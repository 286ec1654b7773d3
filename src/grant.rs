//! Grants carried by a capability token and the predicates that match them.

use std::{fmt, str::FromStr};

/// Wildcard accepted for both scope and commons references.
pub const WILDCARD: &str = "*";

/// Operation a grant authorizes.
#[derive(Debug, Clone, Copy, PartialEq, Eq, Hash)]
pub enum Action {
    Publish,
    Delete,
    Access,
    Delegate,
}

impl FromStr for Action {
    type Err = String;

    fn from_str(s: &str) -> Result<Self, Self::Err> {
        match s {
            "publish" => Ok(Action::Publish),
            "delete" => Ok(Action::Delete),
            "access" => Ok(Action::Access),
            "delegate" => Ok(Action::Delegate),
            other => Err(format!("unknown action: {other}")),
        }
    }
}

impl fmt::Display for Action {
    fn fmt(&self, f: &mut fmt::Formatter<'_>) -> fmt::Result {
        let s = match self {
            Action::Publish => "publish",
            Action::Delete => "delete",
            Action::Access => "access",
            Action::Delegate => "delegate",
        };
        f.write_str(s)
    }
}

/// One authorization unit: `action` on events of `scope` within `commons`.
///
/// `scope` is `*`, a bare kind number or `kind:<N>`. `commons` is `*`, an exact
/// commons reference, or a prefix ending in `:*`.
#[derive(Debug, Clone, PartialEq, Eq)]
pub struct Grant {
    pub action: Action,
    pub scope: String,
    pub commons: String,
}

impl Grant {
    pub fn new(action: Action, scope: impl Into<String>, commons: impl Into<String>) -> Self {
        Self {
            action,
            scope: scope.into(),
            commons: commons.into(),
        }
    }

    /// Whether this grant lets its holder publish `kind` into `commons_ref`.
    pub fn allows_publish(&self, kind: u32, commons_ref: &str) -> bool {
        self.action == Action::Publish
            && scope_matches(&self.scope, kind)
            && commons_matches(&self.commons, commons_ref)
    }

    /// Whether this grant lets its holder read from `commons_ref`. Read access
    /// covers every kind.
    pub fn allows_read(&self, commons_ref: &str) -> bool {
        matches!(self.action, Action::Access | Action::Publish)
            && commons_matches(&self.commons, commons_ref)
    }
}

/// True iff `scope` is `*`, the bare kind number, or `kind:<kind>`.
pub fn scope_matches(scope: &str, kind: u32) -> bool {
    if scope == WILDCARD {
        return true;
    }
    let kind = kind.to_string();
    let bare = scope.strip_prefix("kind:").unwrap_or(scope);
    bare == kind
}

/// True iff `grant_ref` is `*`, equals `target` exactly, or is a `<prefix>:*`
/// pattern whose `<prefix>:` starts `target`.
pub fn commons_matches(grant_ref: &str, target: &str) -> bool {
    if grant_ref == WILDCARD || grant_ref == target {
        return true;
    }
    match grant_ref.strip_suffix('*') {
        Some(prefix) if prefix.ends_with(':') => target.starts_with(prefix),
        _ => false,
    }
}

## Work to complete
This exercise calls for repeating every line of the data exactly.

## Exercise answer
repository 286ec1654b7773d3
filename src/grant.rs
//! Grants carried by a capability token and the predicates that match them.

use std::{fmt, str::FromStr};

/// Wildcard accepted for both scope and commons references.
pub const WILDCARD: &str = "*";

/// Operation a grant authorizes.
#[derive(Debug, Clone, Copy, PartialEq, Eq, Hash)]
pub enum Action {
    Publish,
    Delete,
    Access,
    Delegate,
}

impl FromStr for Action {
    type Err = String;

    fn from_str(s: &str) -> Result<Self, Self::Err> {
        match s {
            "publish" => Ok(Action::Publish),
            "delete" => Ok(Action::Delete),
            "access" => Ok(Action::Access),
            "delegate" => Ok(Action::Delegate),
            other => Err(format!("unknown action: {other}")),
        }
    }
}

impl fmt::Display for Action {
    fn fmt(&self, f: &mut fmt::Formatter<'_>) -> fmt::Result {
        let s = match self {
            Action::Publish => "publish",
            Action::Delete => "delete",
            Action::Access => "access",
            Action::Delegate => "delegate",
        };
        f.write_str(s)
    }
}

/// One authorization unit: `action` on events of `scope` within `commons`.
///
/// `scope` is `*`, a bare kind number or `kind:<N>`. `commons` is `*`, an exact
/// commons reference, or a prefix ending in `:*`.
#[derive(Debug, Clone, PartialEq, Eq)]
pub struct Grant {
    pub action: Action,
    pub scope: String,
    pub commons: String,
}

impl Grant {
    pub fn new(action: Action, scope: impl Into<String>, commons: impl Into<String>) -> Self {
        Self {
            action,
            scope: scope.into(),
            commons: commons.into(),
        }
    }

    /// Whether this grant lets its holder publish `kind` into `commons_ref`.
    pub fn allows_publish(&self, kind: u32, commons_ref: &str) -> bool {
        self.action == Action::Publish
            && scope_matches(&self.scope, kind)
            && commons_matches(&self.commons, commons_ref)
    }

    /// Whether this grant lets its holder read from `commons_ref`. Read access
    /// covers every kind.
    pub fn allows_read(&self, commons_ref: &str) -> bool {
        matches!(self.action, Action::Access | Action::Publish)
            && commons_matches(&self.commons, commons_ref)
    }
}

/// True iff `scope` is `*`, the bare kind number, or `kind:<kind>`.
pub fn scope_matches(scope: &str, kind: u32) -> bool {
    if scope == WILDCARD {
        return true;
    }
    let kind = kind.to_string();
    let bare = scope.strip_prefix("kind:").unwrap_or(scope);
    bare == kind
}

/// True iff `grant_ref` is `*`, equals `target` exactly, or is a `<prefix>:*`
/// pattern whose `<prefix>:` starts `target`.
pub fn commons_matches(grant_ref: &str, target: &str) -> bool {
    if grant_ref == WILDCARD || grant_ref == target {
        return true;
    }
    match grant_ref.strip_suffix('*') {
        Some(prefix) if prefix.ends_with(':') => target.starts_with(prefix),
        _ => false,
    }
}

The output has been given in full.